The Mankessim District Magistrate Court has remanded three accused persons, Isaac Osei, 25; John Amissah, 39; and Samuel Ampah, 54; for allegedly lynching a suspected thief at Mankessim Krofu in the Central Region.
They are on remand for a month.
The deceased, Caleb Ocran, is alleged to be part of a gang of four thieves.
The gang is alleged to have engaged in a series of thefts, including stealing goats and farm produce from the members of the community.
However, during their last operation, the other members of the gang managed to escape but the now-deceased suspect was killed.
The police retrieved a phone belonging to one of the suspects from the crime scene.
When the phone was switched on, the suspects called to claim ownership of it and were directed to meet at an agreed location to recover the phone.
They showed up on Wednesday, 25 May 2022 and were arrested by a team of undercover community police officers.
The suspects confessed to the crime upon interrogation by the police.
According to them, their goat was stolen by the deceased and his gang, and all efforts to find them had proven unsuccessful.
They were, therefore, compelled to lynch the deceased when the opportunity presented itself.
They disclosed that the plantain found beside the deceased was a deliberate attempt to make it look like it was the reason for lynching him.
The three are expected to reappear before the court on Friday, 1 July 2022.
Thirty-year-old Caleb Ocran was allegedly stoned to death by his accusers.
The man’s body was found tied to a palm tree with the bunch of plantains beside it.
There were also stones, sticks, cudgels, blocks and other crude weapons scattered around the body.

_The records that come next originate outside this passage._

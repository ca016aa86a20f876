mod common;

use std::sync::Arc;
use std::thread;

use phasegate::engine::{ConditionId, ConditionKind, ConditionPart, ConditionType, PartId, PartSpec};
use phasegate::fsm::{ConditionState, PartState, PhaseState};
use phasegate::strategy::StrategyFactory;
use proptest::prelude::*;

use common::{counter_condition, phase};

fn armed_part(reference: i64) -> Arc<ConditionPart> {
    let part = ConditionPart::new(PartSpec::counter_at_least(1, "hits", reference));
    let strategy = StrategyFactory::new().create(ConditionKind::Counter).unwrap();
    part.set_strategy(strategy).unwrap();
    part.activate().unwrap();
    part
}

#[test]
fn part_satisfies_on_the_call_that_crosses_the_reference() {
    let part = armed_part(5);

    assert_eq!(part.process(3).unwrap(), PartState::Processing);
    assert_eq!(part.current_value(), 3);

    assert_eq!(part.process(3).unwrap(), PartState::Satisfied);
    assert_eq!(part.current_value(), 6);
    assert!(part.is_clear());
    assert!(part.finish_time().is_some());
}

#[test]
fn processing_a_satisfied_part_is_rejected_and_does_not_count() {
    let part = armed_part(1);
    part.process(1).unwrap();

    let err = part.process(1).unwrap_err();
    assert!(err.is_invalid_transition());
    assert_eq!(part.current_value(), 1);
}

#[test]
fn concurrent_increments_are_not_lost() {
    const THREADS: i64 = 8;
    const CALLS: i64 = 250;
    let part = armed_part(THREADS * CALLS);

    let satisfied: usize = (0..THREADS)
        .map(|_| {
            let part = Arc::clone(&part);
            thread::spawn(move || {
                (0..CALLS)
                    .filter(|_| part.process(1).unwrap() == PartState::Satisfied)
                    .count()
            })
        })
        .collect::<Vec<_>>()
        .into_iter()
        .map(|h| h.join().unwrap())
        .sum();

    assert_eq!(part.current_value(), THREADS * CALLS);
    assert_eq!(satisfied, 1);
    assert_eq!(part.state(), PartState::Satisfied);
}

#[test]
fn and_phase_waits_for_every_condition_in_any_order() {
    let orders: [[u32; 3]; 3] = [[1, 2, 3], [3, 1, 2], [2, 3, 1]];
    for order in orders {
        let conditions: Vec<_> = (1..=3).map(|id| counter_condition(id, &[1])).collect();
        let gate = phase(1, 1, ConditionType::And, conditions.clone());
        gate.activate().unwrap();

        for (i, id) in order.iter().enumerate() {
            assert_eq!(gate.state(), PhaseState::Active, "order {order:?} step {i}");
            let condition = gate.condition(ConditionId(*id)).unwrap();
            condition.part(PartId(1)).unwrap().process(1).unwrap();
            assert_eq!(condition.state(), ConditionState::Satisfied);
        }
        assert_eq!(gate.state(), PhaseState::Next, "order {order:?}");
        assert!(gate.is_clear());
    }
}

#[test]
fn or_phase_advances_on_the_first_condition() {
    let conditions = vec![counter_condition(1, &[5]), counter_condition(2, &[1])];
    let gate = phase(1, 1, ConditionType::Or, conditions);
    gate.activate().unwrap();

    gate.condition(ConditionId(2))
        .unwrap()
        .part(PartId(1))
        .unwrap()
        .process(1)
        .unwrap();

    assert_eq!(gate.state(), PhaseState::Next);
    assert_eq!(
        gate.condition(ConditionId(1)).unwrap().state(),
        ConditionState::Unsatisfied
    );
}

#[test]
fn multi_part_condition_needs_every_part() {
    let condition = counter_condition(1, &[2, 1]);
    condition.activate().unwrap();

    condition.part(PartId(2)).unwrap().process(1).unwrap();
    assert_eq!(condition.state(), ConditionState::Unsatisfied);
    assert_eq!(condition.satisfied_parts(), vec![PartId(2)]);

    condition.part(PartId(1)).unwrap().process(2).unwrap();
    assert_eq!(condition.state(), ConditionState::Satisfied);
}

#[test]
fn single_phase_rejects_more_than_one_condition() {
    let gate = phase(
        1,
        1,
        ConditionType::Single,
        vec![counter_condition(1, &[1]), counter_condition(2, &[1])],
    );
    assert!(gate.validate().is_err());
}

proptest! {
    #[test]
    fn gte_condition_tracks_the_running_sum(
        reference in 1i64..50,
        increments in proptest::collection::vec(0i64..10, 0..20),
    ) {
        let condition = counter_condition(1, &[reference]);
        condition.activate().unwrap();
        let part = condition.part(PartId(1)).unwrap();

        let mut sum = 0;
        for inc in increments {
            if sum >= reference {
                break;
            }
            part.process(inc).unwrap();
            sum += inc;
        }

        if sum >= reference {
            prop_assert_eq!(condition.state(), ConditionState::Satisfied);
        } else {
            prop_assert_eq!(condition.state(), ConditionState::Unsatisfied);
        }
        prop_assert_eq!(part.current_value(), sum);
    }
}
//! Observer interfaces between engine entities.

use serde::Serialize;

use super::types::{ConditionId, PartId, PhaseId};
use crate::fsm::PhaseState;

/// Notified when a part becomes satisfied.
pub trait PartObserver: Send + Sync {
    /// `part` just entered `satisfied`.
    fn on_part_satisfied(&self, part: PartId);
}

/// Notified when a condition becomes satisfied.
pub trait ConditionObserver: Send + Sync {
    /// `condition` just entered `satisfied`.
    fn on_condition_satisfied(&self, condition: ConditionId);
}

/// Notified on every phase transition.
pub trait PhaseObserver: Send + Sync {
    /// A phase changed state.
    fn on_phase_changed(&self, change: &PhaseChange);
}

/// Notified of every change the controller sees.
pub trait ControllerObserver: Send + Sync {
    /// Something in the phase graph changed.
    fn on_entity_changed(&self, event: &EngineEvent);
}

/// A phase transition.
#[derive(Debug, Clone, PartialEq, Eq, Serialize)]
pub struct PhaseChange {
    /// Phase that moved.
    pub phase_id: PhaseId,
    /// Phase name.
    pub name: String,
    /// Parent phase, if nested.
    pub parent_id: Option<PhaseId>,
    /// Position among siblings.
    pub order: u32,
    /// State before.
    pub from: PhaseState,
    /// State after.
    pub to: PhaseState,
}

/// Change re-broadcast by the controller.
#[derive(Debug, Clone, PartialEq, Eq, Serialize)]
#[serde(tag = "type", rename_all = "snake_case")]
pub enum EngineEvent {
    /// A phase changed state.
    PhaseChanged(PhaseChange),
    /// A condition was satisfied.
    ConditionSatisfied {
        /// Phase owning the condition.
        phase_id: PhaseId,
        /// Condition identifier, unique within the phase.
        condition_id: ConditionId,
    },
    /// A part was satisfied.
    PartSatisfied {
        /// Phase owning the condition.
        phase_id: PhaseId,
        /// Condition owning the part.
        condition_id: ConditionId,
        /// Part identifier, unique within the condition.
        part_id: PartId,
    },
    /// The last root phase finished.
    SequenceFinished,
}
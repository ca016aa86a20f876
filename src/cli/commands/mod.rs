//! CLI command dispatch and handlers
//!
//! Routes parsed CLI arguments to the appropriate command handler. Handlers
//! return the process exit code on success.

pub mod run;
pub mod validate;
pub mod version;

use crate::cli::args::{Cli, Commands};
use crate::error::{ExitCode, PhasegateError};

/// Dispatches a parsed CLI invocation to its handler.
///
/// # Errors
///
/// Returns an error if the dispatched command handler fails.
pub async fn dispatch(cli: Cli) -> Result<i32, PhasegateError> {
    match cli.command {
        Commands::Run(args) => run::run(&args, cli.quiet).await,
        Commands::Validate(args) => validate::run(&args, cli.quiet),
        Commands::Version(args) => {
            version::run(&args);
            Ok(ExitCode::SUCCESS)
        }
    }
}
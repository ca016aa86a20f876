//! `phasegate validate`: load and check scenario files without running them.

use std::path::Path;

use serde::Serialize;

use crate::cli::args::{OutputFormat, ValidateArgs};
use crate::config::ConfigLoader;
use crate::error::{ConfigError, ExitCode, PhasegateError};

/// Outcome for one file.
#[derive(Debug, Serialize)]
struct FileReport {
    file: String,
    valid: bool,
    errors: Vec<String>,
    warnings: Vec<String>,
}

/// Validates every file and prints a report.
///
/// Returns `ExitCode::CONFIG_ERROR` when any file fails (or, with
/// `--strict`, has warnings).
///
/// # Errors
///
/// Returns `PhasegateError::Json` if the JSON report cannot be rendered.
pub fn run(args: &ValidateArgs, quiet: bool) -> Result<i32, PhasegateError> {
    let loader = ConfigLoader::with_defaults();
    let reports: Vec<FileReport> = args
        .files
        .iter()
        .map(|path| check_file(&loader, path, args.strict))
        .collect();

    match args.format {
        OutputFormat::Human => {
            for report in &reports {
                if report.valid {
                    if !quiet {
                        println!("ok: {}", report.file);
                    }
                } else {
                    eprintln!("invalid: {}", report.file);
                }
                for error in &report.errors {
                    eprintln!("  error: {error}");
                }
                if !quiet {
                    for warning in &report.warnings {
                        eprintln!("  warning: {warning}");
                    }
                }
            }
        }
        OutputFormat::Json => {
            println!("{}", serde_json::to_string_pretty(&reports)?);
        }
    }

    if reports.iter().all(|r| r.valid) {
        Ok(ExitCode::SUCCESS)
    } else {
        Ok(ExitCode::CONFIG_ERROR)
    }
}

fn check_file(loader: &ConfigLoader, path: &Path, strict: bool) -> FileReport {
    tracing::info!(file = %path.display(), "validating scenario");
    let file = path.display().to_string();
    match loader.load(path) {
        Ok(result) => {
            let warnings: Vec<String> = result.warnings.iter().map(ToString::to_string).collect();
            FileReport {
                file,
                valid: !(strict && !warnings.is_empty()),
                errors: Vec::new(),
                warnings,
            }
        }
        Err(ConfigError::ValidationError { errors, .. }) => FileReport {
            file,
            valid: false,
            errors: errors
                .iter()
                .map(|issue| format!("{} at {}", issue.message, issue.path))
                .collect(),
            warnings: Vec::new(),
        },
        Err(ConfigError::ParseError {
            line: Some(line),
            message,
            ..
        }) => FileReport {
            file,
            valid: false,
            errors: vec![format!("line {line}: {message}")],
            warnings: Vec::new(),
        },
        Err(e) => FileReport {
            file,
            valid: false,
            errors: vec![e.to_string()],
            warnings: Vec::new(),
        },
    }
}

#[cfg(test)]
mod tests {
    use super::*;
    use std::io::Write;

    fn temp(content: &str) -> tempfile::NamedTempFile {
        let mut file = tempfile::NamedTempFile::new().unwrap();
        file.write_all(content.as_bytes()).unwrap();
        file
    }

    #[test]
    fn test_reports_valid_and_invalid_files() {
        let good = temp("phases: [{ id: 1, name: a, order: 1 }]\n");
        let bad = temp("phases: []\n");
        let loader = ConfigLoader::with_defaults();

        let report = check_file(&loader, good.path(), false);
        assert!(report.valid);
        assert_eq!(report.warnings.len(), 1);

        let strict = check_file(&loader, good.path(), true);
        assert!(!strict.valid);

        let report = check_file(&loader, bad.path(), false);
        assert!(!report.valid);
        assert!(report.errors[0].contains("at least one phase"));
    }

    #[test]
    fn test_exit_code_reflects_failures() {
        let bad = temp("phases: []\n");
        let args = ValidateArgs {
            files: vec![bad.path().to_path_buf()],
            format: OutputFormat::Json,
            strict: false,
        };
        assert_eq!(run(&args, true).unwrap(), ExitCode::CONFIG_ERROR);
    }
}
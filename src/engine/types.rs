//! Identifiers and value types shared by the engine entities.

use std::fmt;

use serde::{Deserialize, Serialize};

use crate::error::PhaseError;

macro_rules! id_type {
    ($(#[$doc:meta])* $name:ident, $prefix:literal) => {
        $(#[$doc])*
        #[derive(Debug, Clone, Copy, PartialEq, Eq, PartialOrd, Ord, Hash, Serialize, Deserialize)]
        #[serde(transparent)]
        pub struct $name(pub u32);

        impl fmt::Display for $name {
            fn fmt(&self, f: &mut fmt::Formatter<'_>) -> fmt::Result {
                write!(f, concat!($prefix, "#{}"), self.0)
            }
        }

        impl From<u32> for $name {
            fn from(id: u32) -> Self {
                Self(id)
            }
        }
    };
}

id_type!(
    /// Identifier of a phase, unique across a scenario.
    PhaseId,
    "phase"
);
id_type!(
    /// Identifier of a condition, unique within its phase.
    ConditionId,
    "condition"
);
id_type!(
    /// Identifier of a condition part, unique within its condition.
    PartId,
    "part"
);

/// Kind of evaluation strategy a condition uses for its parts.
#[derive(Debug, Clone, Copy, PartialEq, Eq, Hash, Default, Serialize, Deserialize)]
#[serde(rename_all = "snake_case")]
pub enum ConditionKind {
    /// Not set; rejected by validation and by the strategy factory.
    #[default]
    Unspecified,
    /// Satisfied after a configured number of time units.
    Time,
    /// Satisfied when an accumulated counter meets a comparison.
    Counter,
}

impl ConditionKind {
    /// Stable lowercase token.
    #[must_use]
    pub const fn as_str(self) -> &'static str {
        match self {
            Self::Unspecified => "unspecified",
            Self::Time => "time",
            Self::Counter => "counter",
        }
    }
}

impl fmt::Display for ConditionKind {
    fn fmt(&self, f: &mut fmt::Formatter<'_>) -> fmt::Result {
        f.write_str(self.as_str())
    }
}

/// How a phase combines its conditions.
#[derive(Debug, Clone, Copy, PartialEq, Eq, Hash, Default, Serialize, Deserialize)]
#[serde(rename_all = "snake_case")]
pub enum ConditionType {
    /// Never satisfied automatically; the phase is advanced by hand.
    #[default]
    #[serde(alias = "manual")]
    Unspecified,
    /// Every condition must be satisfied.
    And,
    /// Any condition is enough.
    Or,
    /// The phase's only condition must be satisfied.
    Single,
}

impl fmt::Display for ConditionType {
    fn fmt(&self, f: &mut fmt::Formatter<'_>) -> fmt::Result {
        f.write_str(match self {
            Self::Unspecified => "unspecified",
            Self::And => "and",
            Self::Or => "or",
            Self::Single => "single",
        })
    }
}

/// Comparison a counter part applies to its accumulated value.
#[derive(Debug, Clone, Copy, PartialEq, Eq, Hash, Default, Serialize, Deserialize)]
#[serde(rename_all = "snake_case")]
pub enum ComparisonOperator {
    /// Not set; rejected by validation.
    #[default]
    Unspecified,
    /// `value == reference`
    Eq,
    /// `value != reference`
    Neq,
    /// `value > reference`
    Gt,
    /// `value >= reference`
    Gte,
    /// `value < reference`
    Lt,
    /// `value <= reference`
    Lte,
    /// `min <= value <= max`
    Between,
    /// Declared but not evaluable by any strategy.
    In,
    /// Declared but not evaluable by any strategy.
    NotIn,
}

impl ComparisonOperator {
    /// Applies the operator.
    ///
    /// # Errors
    ///
    /// Returns `PhaseError::Strategy` for operators that cannot be
    /// evaluated against a single integer (`Unspecified`, `In`, `NotIn`).
    pub fn holds(self, value: i64, reference: i64, min: i64, max: i64) -> Result<bool, PhaseError> {
        Ok(match self {
            Self::Eq => value == reference,
            Self::Neq => value != reference,
            Self::Gt => value > reference,
            Self::Gte => value >= reference,
            Self::Lt => value < reference,
            Self::Lte => value <= reference,
            Self::Between => (min..=max).contains(&value),
            Self::Unspecified | Self::In | Self::NotIn => {
                return Err(PhaseError::Strategy(format!(
                    "unsupported comparison operator: {self}"
                )));
            }
        })
    }
}

impl fmt::Display for ComparisonOperator {
    fn fmt(&self, f: &mut fmt::Formatter<'_>) -> fmt::Result {
        f.write_str(match self {
            Self::Unspecified => "unspecified",
            Self::Eq => "eq",
            Self::Neq => "neq",
            Self::Gt => "gt",
            Self::Gte => "gte",
            Self::Lt => "lt",
            Self::Lte => "lte",
            Self::Between => "between",
            Self::In => "in",
            Self::NotIn => "not_in",
        })
    }
}

/// Static definition of a condition part.
#[derive(Debug, Clone, PartialEq, Serialize, Deserialize)]
pub struct PartSpec {
    /// Part identifier.
    pub id: PartId,
    /// Display label.
    #[serde(default)]
    pub label: String,
    /// Comparison to apply.
    #[serde(default)]
    pub operator: ComparisonOperator,
    /// Integer reference (count for counters, units for timers).
    #[serde(default)]
    pub reference: i64,
    /// Optional floating-point reference, carried for callers.
    #[serde(default, skip_serializing_if = "Option::is_none")]
    pub reference_float: Option<f64>,
    /// Optional string reference, carried for callers.
    #[serde(default, skip_serializing_if = "Option::is_none")]
    pub reference_string: Option<String>,
    /// Inclusive lower bound for `between`.
    #[serde(default)]
    pub min: i64,
    /// Inclusive upper bound for `between`.
    #[serde(default)]
    pub max: i64,
}

impl PartSpec {
    /// A part satisfied once its counter reaches `reference`.
    #[must_use]
    pub fn counter_at_least(id: impl Into<PartId>, label: impl Into<String>, reference: i64) -> Self {
        Self::compare(id, label, ComparisonOperator::Gte, reference)
    }

    /// A part satisfied after `units` time units.
    #[must_use]
    pub fn elapsed(id: impl Into<PartId>, label: impl Into<String>, units: i64) -> Self {
        Self::compare(id, label, ComparisonOperator::Gte, units)
    }

    /// A part with an arbitrary operator.
    #[must_use]
    pub fn compare(
        id: impl Into<PartId>,
        label: impl Into<String>,
        operator: ComparisonOperator,
        reference: i64,
    ) -> Self {
        Self {
            id: id.into(),
            label: label.into(),
            operator,
            reference,
            reference_float: None,
            reference_string: None,
            min: 0,
            max: 0,
        }
    }

    /// A `between` part with inclusive bounds.
    #[must_use]
    pub fn between(id: impl Into<PartId>, label: impl Into<String>, min: i64, max: i64) -> Self {
        Self {
            min,
            max,
            ..Self::compare(id, label, ComparisonOperator::Between, 0)
        }
    }

    /// Checks the structural rules for a part.
    ///
    /// # Errors
    ///
    /// Returns `PhaseError::Validation` when the operator is unspecified or a
    /// `between` range is empty.
    pub fn validate(&self) -> Result<(), PhaseError> {
        if self.operator == ComparisonOperator::Unspecified {
            return Err(PhaseError::Validation(format!(
                "{}: comparison operator is unspecified",
                self.id
            )));
        }
        if self.operator == ComparisonOperator::Between && self.min >= self.max {
            return Err(PhaseError::Validation(format!(
                "{}: between requires min < max (got {}..{})",
                self.id, self.min, self.max
            )));
        }
        Ok(())
    }

    /// Applies this part's comparison to `value`.
    ///
    /// # Errors
    ///
    /// See [`ComparisonOperator::holds`].
    pub fn matches(&self, value: i64) -> Result<bool, PhaseError> {
        self.operator.holds(value, self.reference, self.min, self.max)
    }
}

#[cfg(test)]
mod tests {
    use super::*;
    use proptest::prelude::*;

    #[test]
    fn test_between_is_inclusive() {
        let op = ComparisonOperator::Between;
        assert!(op.holds(1, 0, 1, 3).unwrap());
        assert!(op.holds(3, 0, 1, 3).unwrap());
        assert!(!op.holds(4, 0, 1, 3).unwrap());
        assert!(!op.holds(0, 0, 1, 3).unwrap());
    }

    #[test]
    fn test_unsupported_operators() {
        for op in [
            ComparisonOperator::In,
            ComparisonOperator::NotIn,
            ComparisonOperator::Unspecified,
        ] {
            let err = op.holds(1, 1, 0, 0).unwrap_err();
            assert!(err.to_string().contains("unsupported comparison operator"));
        }
    }

    #[test]
    fn test_part_validation() {
        assert!(PartSpec::counter_at_least(1, "hits", 5).validate().is_ok());
        assert!(PartSpec::between(1, "window", 2, 5).validate().is_ok());
        assert!(PartSpec::between(1, "window", 5, 5).validate().is_err());
        assert!(
            PartSpec::compare(1, "none", ComparisonOperator::Unspecified, 1)
                .validate()
                .is_err()
        );
    }

    #[test]
    fn test_id_display() {
        assert_eq!(PhaseId(3).to_string(), "phase#3");
        assert_eq!(PartId::from(7).to_string(), "part#7");
    }

    #[test]
    fn test_serde_tokens() {
        let op: ComparisonOperator = serde_yaml::from_str("not_in").unwrap();
        assert_eq!(op, ComparisonOperator::NotIn);
        let ty: ConditionType = serde_yaml::from_str("manual").unwrap();
        assert_eq!(ty, ConditionType::Unspecified);
        let kind: ConditionKind = serde_yaml::from_str("counter").unwrap();
        assert_eq!(kind.to_string(), "counter");
    }

    proptest! {
        #[test]
        fn prop_operators_agree_with_rust(value in -1000i64..1000, reference in -1000i64..1000) {
            use ComparisonOperator as Op;
            prop_assert_eq!(Op::Eq.holds(value, reference, 0, 0).unwrap(), value == reference);
            prop_assert_eq!(Op::Neq.holds(value, reference, 0, 0).unwrap(), value != reference);
            prop_assert_eq!(Op::Gt.holds(value, reference, 0, 0).unwrap(), value > reference);
            prop_assert_eq!(Op::Gte.holds(value, reference, 0, 0).unwrap(), value >= reference);
            prop_assert_eq!(Op::Lt.holds(value, reference, 0, 0).unwrap(), value < reference);
            prop_assert_eq!(Op::Lte.holds(value, reference, 0, 0).unwrap(), value <= reference);
        }

        #[test]
        fn prop_between_matches_range(value in -100i64..100, min in -50i64..0, span in 1i64..50) {
            let max = min + span;
            let held = ComparisonOperator::Between.holds(value, 0, min, max).unwrap();
            prop_assert_eq!(held, value >= min && value <= max);
        }
    }
}
//! Evaluation strategies for condition parts
//!
//! A strategy decides when a part is satisfied. Counter strategies accumulate
//! increments and compare them against the part's reference; time strategies
//! arm an [`IntervalTimer`](crate::fsm::IntervalTimer) and let the tick drive
//! the part. Each part owns exactly one strategy instance, created by a
//! [`StrategyFactory`] from its condition's [`ConditionKind`].

pub mod counter;
pub mod time;

use std::sync::Arc;
use std::time::Duration;

use crate::engine::part::ConditionPart;
use crate::engine::types::{ConditionKind, PartSpec};
use crate::error::PhaseError;

pub use counter::CounterStrategy;
pub use time::TimeStrategy;

/// Outcome of evaluating a part.
#[derive(Debug, Clone, Copy, PartialEq, Eq)]
pub enum Evaluation {
    /// The part has reached its goal.
    Satisfied,
    /// The part is still waiting.
    Pending,
}

/// Per-part evaluation behavior.
///
/// Implementations are called while the owning part holds its lock, so they
/// must not call back into the part synchronously.
pub trait PartStrategy: Send + Sync + std::fmt::Debug {
    /// Kind this strategy implements.
    fn kind(&self) -> ConditionKind;

    /// Binds the strategy to its part and prepares internal state.
    ///
    /// # Errors
    ///
    /// Returns an error if the part's definition is unusable for this kind.
    fn initialize(&self, part: &Arc<ConditionPart>) -> Result<(), PhaseError>;

    /// Begins evaluation when the part is armed.
    ///
    /// # Errors
    ///
    /// Returns an error if evaluation cannot be started.
    fn start(&self) -> Result<(), PhaseError>;

    /// Applies an input to the strategy and reports whether the part is done.
    ///
    /// # Errors
    ///
    /// Returns an error if the strategy is not initialized or the operator is
    /// not supported.
    fn evaluate(&self, spec: &PartSpec, increment: i64) -> Result<Evaluation, PhaseError>;

    /// Current progress value (accumulated count, or elapsed units).
    fn current_value(&self) -> i64;

    /// Stops any background activity. Idempotent.
    fn stop(&self);

    /// Releases state so the strategy must be initialized again.
    fn cleanup(&self);
}

/// Creates strategies by kind.
#[derive(Debug, Clone, Copy, PartialEq, Eq)]
pub struct StrategyFactory {
    time_unit: Duration,
}

impl Default for StrategyFactory {
    fn default() -> Self {
        Self {
            time_unit: Duration::from_secs(1),
        }
    }
}

impl StrategyFactory {
    /// Factory with a one-second time unit.
    #[must_use]
    pub fn new() -> Self {
        Self::default()
    }

    /// Factory whose time strategies count in `unit` instead of seconds.
    #[must_use]
    pub const fn with_time_unit(unit: Duration) -> Self {
        Self { time_unit: unit }
    }

    /// Unit a time reference of `1` stands for.
    #[must_use]
    pub const fn time_unit(&self) -> Duration {
        self.time_unit
    }

    /// Creates a fresh strategy for `kind`.
    ///
    /// # Errors
    ///
    /// Returns `PhaseError::Strategy` for `ConditionKind::Unspecified`.
    pub fn create(&self, kind: ConditionKind) -> Result<Box<dyn PartStrategy>, PhaseError> {
        match kind {
            ConditionKind::Counter => Ok(Box::new(CounterStrategy::new())),
            ConditionKind::Time => Ok(Box::new(TimeStrategy::new(self.time_unit))),
            ConditionKind::Unspecified => Err(PhaseError::Strategy(format!(
                "unknown condition kind: {kind}"
            ))),
        }
    }
}

#[cfg(test)]
mod tests {
    use super::*;

    #[test]
    fn test_factory_creates_by_kind() {
        let factory = StrategyFactory::new();
        assert_eq!(factory.time_unit(), Duration::from_secs(1));
        assert_eq!(
            factory.create(ConditionKind::Counter).unwrap().kind(),
            ConditionKind::Counter
        );
        assert_eq!(
            factory.create(ConditionKind::Time).unwrap().kind(),
            ConditionKind::Time
        );
    }

    #[test]
    fn test_factory_rejects_unspecified() {
        let err = StrategyFactory::new()
            .create(ConditionKind::Unspecified)
            .unwrap_err();
        assert!(matches!(err, PhaseError::Strategy(_)));
    }

    #[test]
    fn test_factory_time_unit() {
        let factory = StrategyFactory::with_time_unit(Duration::from_millis(10));
        assert_eq!(factory.time_unit(), Duration::from_millis(10));
    }
}
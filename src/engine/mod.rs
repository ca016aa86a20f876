//! Phase engine
//!
//! Three entity layers, each driven by its own [`StateMachine`](crate::fsm::StateMachine):
//!
//! - [`ConditionPart`]: one measurable requirement, evaluated by a strategy.
//! - [`Condition`]: satisfied once all of its parts are.
//! - [`Phase`]: combines its conditions with an AND / OR / SINGLE rule.
//!
//! [`PhaseController`] sequences phases by order and nesting. Satisfaction
//! travels upward through observer callbacks on the caller's thread (or the
//! timer task for time parts); each entity locks only its own state and
//! releases it before notifying.

pub mod condition;
pub mod controller;
pub mod events;
pub mod facade;
pub mod part;
pub mod phase;
pub mod types;

pub use condition::{Condition, ConditionSnapshot};
pub use controller::{ControllerOptions, ControllerSnapshot, PhaseController};
pub use events::{
    ConditionObserver, ControllerObserver, EngineEvent, PartObserver, PhaseChange, PhaseObserver,
};
pub use facade::PhaseFacade;
pub use part::{ConditionPart, PartSnapshot};
pub use phase::{Phase, PhaseSnapshot, PhaseSpec};
pub use types::{
    ComparisonOperator, ConditionId, ConditionKind, ConditionType, PartId, PartSpec, PhaseId,
};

The weapons were suspected to have been used to lynch him.
The man was reported to have left home on Friday, 6 May 2022 and never returned.
The assembly member and youth of the community, together with the man’s family, therefore, mounted a search for him only to find his body tethered to a palm tree on Saturday, 7 May 2022.
The body was badly bruised.
Confirming the incident, the assemblyman for the area, Mr Cephas Arthur, told Class91.3FM’s Central regional correspondent, Nana Tawiah that the man was the third to have been found dead in the community within a week.
The assembly member, who bemoaned the upsurge in lynching cases linked to theft, indicated that the deceased used to work at a supermarket at Mankessim.
He, however, suspected that he could have been intentionally murdered for some other reason and made to look as if he was lynched for theft.